# "quantum" card game

1. Dec 15, 2015

### jerromyjon

Hi all, I've been pondering this for some time and have decided to ask for help. My goal is to create a card game with "simulated" quantum entangled card deals, in which there must be 3 individual properties? For example red/black face, red/blue deck, high/low value. The goal would be to use the enhanced quantum probability between you and your partners chance of declared choice and perhaps choosing the angle of the next card deal you bid on? Obviously I can't get real cards to present quantum probability but I suppose worst case scenario I can have a chart of calculated odds for the minimal degrees of freedom necessary to gain an advantage against a computer team seated 90 degrees offset (east/west vs north/south)?

My goal is to get a better understanding of the inequality so any simulation of this nature would certainly save me the trouble! I am sure once I have a complete understanding I could make the card game as well for those who enjoy cards and quantum physics as much as I do!

2. Dec 15, 2015

### Khashishi

Sounds cool! One way of interpreting quantum mechanics is with negative probabilities.

3. Dec 15, 2015

### jerromyjon

That's where it gets fuzzy. I know 180 degree rotation would induce perfect correlation, while 90 degree rotation induces 50/50 odds? And various angles would induce positive and negative influences?

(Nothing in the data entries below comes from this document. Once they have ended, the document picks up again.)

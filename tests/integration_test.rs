//! 集成測試

use indexmap::IndexMap;
use quibs::*;

fn numbers() -> Value {
    Value::from(vec![1.0, 2.0, 3.0])
}

#[test]
fn test_assign_on_source() {
    // 場景 1：直接指派到可覆寫的來源
    let mut graph = Graph::with_builtins();
    let a = graph.source(numbers());

    graph.assign(a, Path::at(1), 10.0).unwrap();

    assert_eq!(graph.get_value(a).unwrap(), Value::from(vec![1.0, 10.0, 3.0]));
}

#[test]
fn test_assign_inverts_through_add() {
    // 場景 2：B = A + 5，對 B[0] 指派 12 反推到 A
    let mut graph = Graph::with_builtins();
    let a = graph.source(numbers());
    let b = graph.call("add", vec![a.into(), 5.0.into()]).unwrap();

    let outcome = graph.assign(b, Path::at(0), 12.0).unwrap();

    assert_eq!(outcome.targets(), &[(a, Path::at(0))]);
    assert_eq!(graph.get_value(a).unwrap(), Value::from(vec![7.0, 2.0, 3.0]));
    assert_eq!(graph.get_value(b).unwrap(), Value::from(vec![12.0, 7.0, 8.0]));
}

#[test]
fn test_assign_into_literal_is_not_allowed() {
    // 場景 3：指派落在 concatenate 的字面值參數上
    let mut graph = Graph::with_builtins();
    let a = graph.source(numbers());
    let c = graph
        .call(
            "concatenate",
            vec![Arg::List(vec![a.into(), Value::from(vec![8.0, 9.0]).into()])],
        )
        .unwrap();
    assert_eq!(
        graph.get_value(c).unwrap(),
        Value::from(vec![1.0, 2.0, 3.0, 8.0, 9.0])
    );

    let result = graph.assign(c, Path::at(4), 99.0);

    assert!(matches!(result, Err(QuibError::OverrideNotAllowed(_))));
    assert!(graph.overrides(a).unwrap().is_empty());
    assert_eq!(graph.get_value(a).unwrap(), numbers());
}

#[test]
fn test_slice_invalidation() {
    // 場景 4：D = A[0:2]
    let mut graph = Graph::with_builtins();
    let a = graph.source(numbers());
    let d = graph.item(a, PathStep::range(0, 2)).unwrap();
    graph.get_value(d).unwrap();
    assert_eq!(graph.cache_status(d).unwrap(), Some(CacheStatus::AllValid));

    graph.invalidate(a, &Path::at(2)).unwrap();
    assert_eq!(graph.cache_status(d).unwrap(), Some(CacheStatus::AllValid));

    graph.invalidate(a, &Path::at(0)).unwrap();
    assert_eq!(graph.cache_status(d).unwrap(), Some(CacheStatus::Partial));
}

#[test]
fn test_override_source_propagates_through_slice() {
    let mut graph = Graph::with_builtins();
    let a = graph.source(numbers());
    let d = graph.item(a, PathStep::range(0, 2)).unwrap();
    assert_eq!(graph.get_value(d).unwrap(), Value::from(vec![1.0, 2.0]));

    // 不在切片內的編輯不觸發重算
    graph.assign(a, Path::at(2), 30.0).unwrap();
    assert_eq!(graph.get_value(d).unwrap(), Value::from(vec![1.0, 2.0]));
    assert_eq!(graph.evaluations(d).unwrap(), 1);

    graph.assign(a, Path::at(1), 20.0).unwrap();
    assert_eq!(graph.get_value(d).unwrap(), Value::from(vec![1.0, 20.0]));
    assert_eq!(graph.evaluations(d).unwrap(), 2);
}

#[test]
fn test_assign_through_slice_and_function_chain() {
    let mut graph = Graph::with_builtins();
    let a = graph.source(numbers());
    let b = graph.call("multiply", vec![a.into(), 10.0.into()]).unwrap();
    let d = graph.item(b, PathStep::range(1, 3)).unwrap();

    graph.assign(d, Path::at(1), 50.0).unwrap();

    assert_eq!(graph.get_value(a).unwrap(), Value::from(vec![1.0, 2.0, 5.0]));
    assert_eq!(graph.get_value(d).unwrap(), Value::from(vec![20.0, 50.0]));
}

#[test]
fn test_divergence_writes_every_branch() {
    let mut graph = Graph::with_builtins();
    let a = graph.source(numbers());
    let b = graph.source(Value::from(vec![4.0, 5.0]));
    let c = graph
        .call("concatenate", vec![Arg::List(vec![a.into(), b.into()])])
        .unwrap();

    let path = Path::new(vec![PathStep::range(2, 4)]);
    let outcome = graph.assign(c, path, Value::from(vec![30.0, 40.0])).unwrap();

    assert_eq!(outcome.targets().len(), 2);
    assert_eq!(graph.get_value(a).unwrap(), Value::from(vec![1.0, 2.0, 30.0]));
    assert_eq!(graph.get_value(b).unwrap(), Value::from(vec![40.0, 5.0]));
    assert_eq!(
        graph.get_value(c).unwrap(),
        Value::from(vec![1.0, 2.0, 30.0, 40.0, 5.0])
    );
}

#[test]
fn test_divergence_is_all_or_nothing() {
    // 一個分支落在字面值上時，另一個分支也不能寫入
    let mut graph = Graph::with_builtins();
    let a = graph.source(numbers());
    let c = graph
        .call(
            "concatenate",
            vec![Arg::List(vec![a.into(), Value::from(vec![8.0, 9.0]).into()])],
        )
        .unwrap();

    let path = Path::new(vec![PathStep::range(2, 4)]);
    let result = graph.assign(c, path, Value::from(vec![0.0, 0.0]));

    assert!(matches!(result, Err(QuibError::OverrideNotAllowed(_))));
    assert!(graph.overrides(a).unwrap().is_empty());
}

#[test]
fn test_chooser_cancel_and_choice_caching() {
    let config = GraphConfig::new().with_allow_overriding_functions(true);
    let mut graph = Graph::new(config, FunctionRegistry::with_builtins()).unwrap();
    let a = graph.source(numbers());
    let b = graph.call("negative", vec![a.into()]).unwrap();

    // 預設選擇器放棄：沒有任何寫入
    assert_eq!(graph.assign(b, Path::at(0), -10.0).unwrap(), AssignOutcome::Cancelled);
    assert!(graph.overrides(a).unwrap().is_empty());
    assert!(graph.overrides(b).unwrap().is_empty());

    graph.set_chooser(ScriptedChooser::new([OverrideChoice::Override(a)]));
    graph.assign(b, Path::at(0), -10.0).unwrap();
    // 劇本已用完，第二次必須重用記住的選擇
    graph.assign(b, Path::at(1), -20.0).unwrap();

    assert_eq!(graph.chooser_prompts(), 2);
    assert_eq!(graph.get_value(a).unwrap(), Value::from(vec![10.0, 20.0, 3.0]));
    assert!(graph.overrides(b).unwrap().is_empty());
}

#[test]
fn test_ambiguous_inversion_is_surfaced() {
    let mut graph = Graph::with_builtins();
    let a = graph.source(numbers());
    let b = graph.call("add", vec![a.into(), a.into()]).unwrap();

    let result = graph.assign(b, Path::at(0), 10.0);

    assert!(matches!(result, Err(QuibError::AmbiguousInversion(_))));
    assert!(graph.overrides(a).unwrap().is_empty());
}

#[test]
fn test_reduction_round_trip() {
    let mut graph = Graph::with_builtins();
    let a = graph.source(Value::array(vec![2, 2], vec![1.0, 2.0, 3.0, 4.0]).unwrap());
    let mut kwargs = IndexMap::new();
    kwargs.insert("axis".to_string(), Arg::Value(Value::Int(1)));
    let rows = graph.call_with("sum", vec![a.into()], kwargs).unwrap();
    assert_eq!(graph.get_value(rows).unwrap(), Value::from(vec![3.0, 7.0]));

    graph.assign(rows, Path::at(1), 9.0).unwrap();

    assert_eq!(graph.get_value(rows).unwrap(), Value::from(vec![3.0, 9.0]));
    assert_eq!(
        graph.get_value(a).unwrap(),
        Value::array(vec![2, 2], vec![1.0, 2.0, 4.0, 5.0]).unwrap()
    );
}

#[test]
fn test_trig_inversion_picks_nearest_branch() {
    let mut graph = Graph::with_builtins();
    let angle = graph.source(2.5);
    let y = graph.call("sin", vec![angle.into()]).unwrap();

    graph.assign(y, Path::root(), 0.5).unwrap();

    // sin(x) = 0.5 在 2.5 附近的解是 5π/6
    let solved = graph.get_value(angle).unwrap().as_f64().unwrap();
    assert!((solved - 5.0 * std::f64::consts::PI / 6.0).abs() < 1e-9);
    let value = graph.get_value(y).unwrap().as_f64().unwrap();
    assert!((value - 0.5).abs() < 1e-9);
}

#[test]
fn test_partial_reads_are_lazy() {
    let mut graph = Graph::with_builtins();
    let a = graph.source(Value::from(vec![1.0, 2.0, 3.0, 4.0]));
    let b = graph.call("exp", vec![a.into()]).unwrap();
    let c = graph.call("concatenate", vec![Arg::List(vec![b.into(), a.into()])]).unwrap();
    graph.get_value(c).unwrap();
    assert_eq!(graph.evaluations(b).unwrap(), 1);

    // 只讀取 c 中來自 a 的部分不會重算 b
    graph.invalidate(a, &Path::at(0)).unwrap();
    graph.get_value_valid_at_path(c, &Path::at(4)).unwrap();
    assert_eq!(graph.evaluations(b).unwrap(), 1);

    graph.get_value(c).unwrap();
    assert_eq!(graph.evaluations(b).unwrap(), 2);
    assert_eq!(graph.cache_status(c).unwrap(), Some(CacheStatus::AllValid));
}

#[test]
fn test_uncached_paths_narrow_to_changed_region() {
    let mut graph = Graph::with_builtins();
    let a = graph.source(numbers());
    let b = graph.source(Value::from(vec![4.0, 5.0]));
    let c = graph
        .call("concatenate", vec![Arg::List(vec![a.into(), b.into()])])
        .unwrap();
    let doubled = graph.call("multiply", vec![c.into(), 2.0.into()]).unwrap();
    graph.get_value(doubled).unwrap();

    graph.assign(b, Path::at(0), 40.0).unwrap();

    assert_eq!(graph.cache_status(c).unwrap(), Some(CacheStatus::Partial));
    assert_eq!(graph.cache_status(doubled).unwrap(), Some(CacheStatus::Partial));
    assert_eq!(
        graph.get_value(doubled).unwrap(),
        Value::from(vec![2.0, 4.0, 6.0, 80.0, 10.0])
    );
}

#[test]
fn test_persistence_round_trip() {
    let mut graph = Graph::with_builtins();
    let a = graph.source(numbers());
    let total = graph.call("sum", vec![a.into()]).unwrap();
    graph.assign(a, Path::at(0), 10.0).unwrap();
    graph.remove_override(a, Path::at(0)).unwrap();
    graph.assign(a, Path::at(2), 30.0).unwrap();
    assert_eq!(graph.get_value(total).unwrap(), Value::Float(33.0));

    let saved = Overrider::from_entries(graph.overrides(a).unwrap()).to_json().unwrap();

    let mut restored = Graph::with_builtins();
    let a2 = restored.source(numbers());
    let total2 = restored.call("sum", vec![a2.into()]).unwrap();
    assert_eq!(restored.get_value(total2).unwrap(), Value::Float(6.0));
    let entries = Overrider::from_json(&saved).unwrap().entries().cloned().collect();
    restored.replace_overrides(a2, entries).unwrap();

    assert_eq!(restored.overrides(a2).unwrap(), graph.overrides(a).unwrap());
    assert_eq!(restored.get_value(total2).unwrap(), Value::Float(33.0));
}

#[test]
fn test_undo_redo_whole_assignment() {
    let config = GraphConfig::new().with_allow_overriding_functions(true);
    let mut graph = Graph::new(config, FunctionRegistry::with_builtins()).unwrap();
    let a = graph.source(numbers());
    let b = graph.call("add", vec![a.into(), 1.0.into()]).unwrap();
    graph.override_at(b, Path::at(0), 100.0).unwrap();

    graph.set_chooser(ScriptedChooser::new([OverrideChoice::Override(a)]));
    graph.assign(b, Path::at(0), 50.0).unwrap();
    assert_eq!(graph.get_value(b).unwrap(), Value::from(vec![50.0, 3.0, 4.0]));

    // 復原同時還原 A 的新覆寫與 B 被移除的舊覆寫
    graph.undo().unwrap();
    assert_eq!(graph.get_value(b).unwrap(), Value::from(vec![100.0, 3.0, 4.0]));
    assert_eq!(graph.get_value(a).unwrap(), numbers());

    graph.undo().unwrap();
    assert_eq!(graph.get_value(b).unwrap(), Value::from(vec![2.0, 3.0, 4.0]));

    graph.redo().unwrap();
    graph.redo().unwrap();
    assert_eq!(graph.get_value(b).unwrap(), Value::from(vec![50.0, 3.0, 4.0]));
    assert!(!graph.can_redo());
}

#[test]
fn test_redraws_after_assignment() {
    let mut graph = Graph::with_builtins();
    let a = graph.source(numbers());
    let plot = graph.call("multiply", vec![a.into(), 2.0.into()]).unwrap();
    let other = graph.item(a, PathStep::at(2)).unwrap();
    graph.set_graphics(plot, true).unwrap();
    graph.set_graphics(other, true).unwrap();
    graph.get_value(plot).unwrap();
    graph.get_value(other).unwrap();

    graph.assign(a, Path::at(0), 5.0).unwrap();

    assert_eq!(graph.take_pending_redraws(), vec![plot]);
}

#[test]
fn test_record_field_assignment() {
    let mut graph = Graph::with_builtins();
    let record = RecordArray::new(vec![
        ("x".to_string(), NdArray::from_vec(vec![1.0, 2.0])),
        ("y".to_string(), NdArray::from_vec(vec![3.0, 4.0])),
    ])
    .unwrap();
    let r = graph.source(Value::Record(record));
    let x = graph.item(r, PathStep::field("x")).unwrap();
    let y = graph.item(r, PathStep::field("y")).unwrap();
    graph.get_value(x).unwrap();
    graph.get_value(y).unwrap();

    graph.assign(x, Path::at(1), 20.0).unwrap();

    assert_eq!(graph.get_value(x).unwrap(), Value::from(vec![1.0, 20.0]));
    assert_eq!(graph.evaluations(y).unwrap(), 1);
}

#[test]
fn test_collect_garbage_keeps_reachable_nodes() {
    let mut graph = Graph::with_builtins();
    let a = graph.source(numbers());
    let keep = graph.call("negative", vec![a.into()]).unwrap();
    let drop = graph.call("exp", vec![a.into()]).unwrap();

    assert_eq!(graph.collect_garbage(&[keep]).unwrap(), 1);
    assert_eq!(graph.len(), 2);
    assert!(matches!(graph.get_value(drop), Err(QuibError::UnknownNode(_))));
    assert_eq!(graph.get_value(keep).unwrap(), Value::from(vec![-1.0, -2.0, -3.0]));
}

#[test]
fn test_list_slice_stays_list_after_invalidation() {
    // 列表的列表經過切片，局部失效後仍是列表，且只重算失效的位置
    let mut graph = Graph::with_builtins();
    let rows = Value::List(vec![
        Value::float_list(&[1.0, 2.0]),
        Value::float_list(&[3.0, 4.0]),
        Value::float_list(&[5.0, 6.0]),
    ]);
    let a = graph.source(rows);
    let d = graph.item(a, PathStep::range(0, 2)).unwrap();
    assert_eq!(graph.get_value(d).unwrap().kind_name(), "list");

    graph.invalidate(a, &Path::at(0)).unwrap();
    assert_eq!(graph.cache_status(d).unwrap(), Some(CacheStatus::Partial));

    // 第 1 列仍有效：不重算，種類不變
    let value = graph.get_value_valid_at_path(d, &Path::at(1)).unwrap();
    assert_eq!(value.kind_name(), "list");
    assert_eq!(graph.evaluations(d).unwrap(), 1);

    let value = graph.get_value(d).unwrap();
    assert_eq!(
        value,
        Value::List(vec![Value::float_list(&[1.0, 2.0]), Value::float_list(&[3.0, 4.0])])
    );
    assert_eq!(graph.evaluations(d).unwrap(), 2);
}

#[test]
fn test_list_cache_addressed_by_multi_axis_path_stays_list() {
    // 以多軸索引讀取列表節點，緩存改建後取回的仍是列表
    let mut graph = Graph::with_builtins();
    let rows = Value::List(vec![Value::float_list(&[1.0, 2.0]), Value::float_list(&[3.0, 4.0])]);
    let a = graph.source(rows.clone());
    let d = graph.item(a, PathStep::range(0, 2)).unwrap();
    graph.get_value(d).unwrap();

    let cell = Path::new(vec![PathStep::multi(vec![Indexer::At(1), Indexer::At(0)])]);
    let value = graph.get_value_valid_at_path(d, &cell).unwrap();

    assert_eq!(value, rows);
    assert_eq!(graph.evaluations(d).unwrap(), 1);
    graph.get_value(d).unwrap();
    assert_eq!(graph.evaluations(d).unwrap(), 1);
}

#[test]
fn test_deep_read_into_mapping_is_cached() {
    // 對映射節點的深層讀取：重算一次整個鍵之後就不再重算
    let mut inner = IndexMap::new();
    inner.insert("k".to_string(), Value::float_list(&[1.0, 2.0]));
    let mut outer = IndexMap::new();
    outer.insert("o".to_string(), Value::Map(inner));

    let mut graph = Graph::with_builtins();
    let s = graph.source(Value::Map(outer));
    let d = graph.item(s, PathStep::field("o")).unwrap();
    graph.get_value(d).unwrap();

    graph.invalidate(s, &Path::field("o").with(PathStep::field("k"))).unwrap();
    let deep = Path::field("k").with(PathStep::at(0));
    for _ in 0..5 {
        assert_eq!(graph.get_value_at(d, &deep).unwrap(), Value::Float(1.0));
    }

    assert_eq!(graph.evaluations(d).unwrap(), 2);
    assert_eq!(graph.cache_status(d).unwrap(), Some(CacheStatus::AllValid));
}

#[test]
fn test_deep_read_into_nested_list_is_cached() {
    // 列表元素內部的深層讀取同樣只重算一次
    let mut graph = Graph::with_builtins();
    let rows = Value::List(vec![Value::float_list(&[1.0, 2.0]), Value::float_list(&[3.0, 4.0])]);
    let a = graph.source(rows);
    let d = graph.item(a, PathStep::range(0, 2)).unwrap();
    graph.get_value(d).unwrap();

    graph.invalidate(a, &Path::at(1)).unwrap();
    let deep = Path::at(1).with(PathStep::at(0));
    for _ in 0..3 {
        assert_eq!(graph.get_value_at(d, &deep).unwrap(), Value::Float(3.0));
    }

    assert_eq!(graph.evaluations(d).unwrap(), 2);
}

The overall realistic expectation I have is that you could a) play poorly and lose. b) use classical probability rules like any other card game and win 50/50 against the same c) use quantum probability to your advantage and always win more than a classic team d) win 50/50 with quantum advantage. Does that sound realistic?

4. Dec 15, 2015

### stevendaryl

Staff Emeritus
Something that might seem a little artificial in a card game is the measurement choice aspect. To make it similar to the EPR experiment, you would have two players, Alice and Bob. Each would be given a choice of one out of three "measurements" to perform, and each measurement would have two possible results. So there are 6 (not just three) possible outcomes. Neither player can perform more than one measurement.

So for example, maybe Alice and Bob are each sent 3 cards. One with a red back, one with a blue back, and one with a green back. The player picks a color, and then flips that card over. Then he sees either a red suit (heart, diamond) or a black suit (club, spade). So there are 6 possible values: (red-back/red-suit), (red-back/black-suit), (blue-back/red-suit), (blue-back/black-suit), (green-back/red-suit), (green-back/black-suit).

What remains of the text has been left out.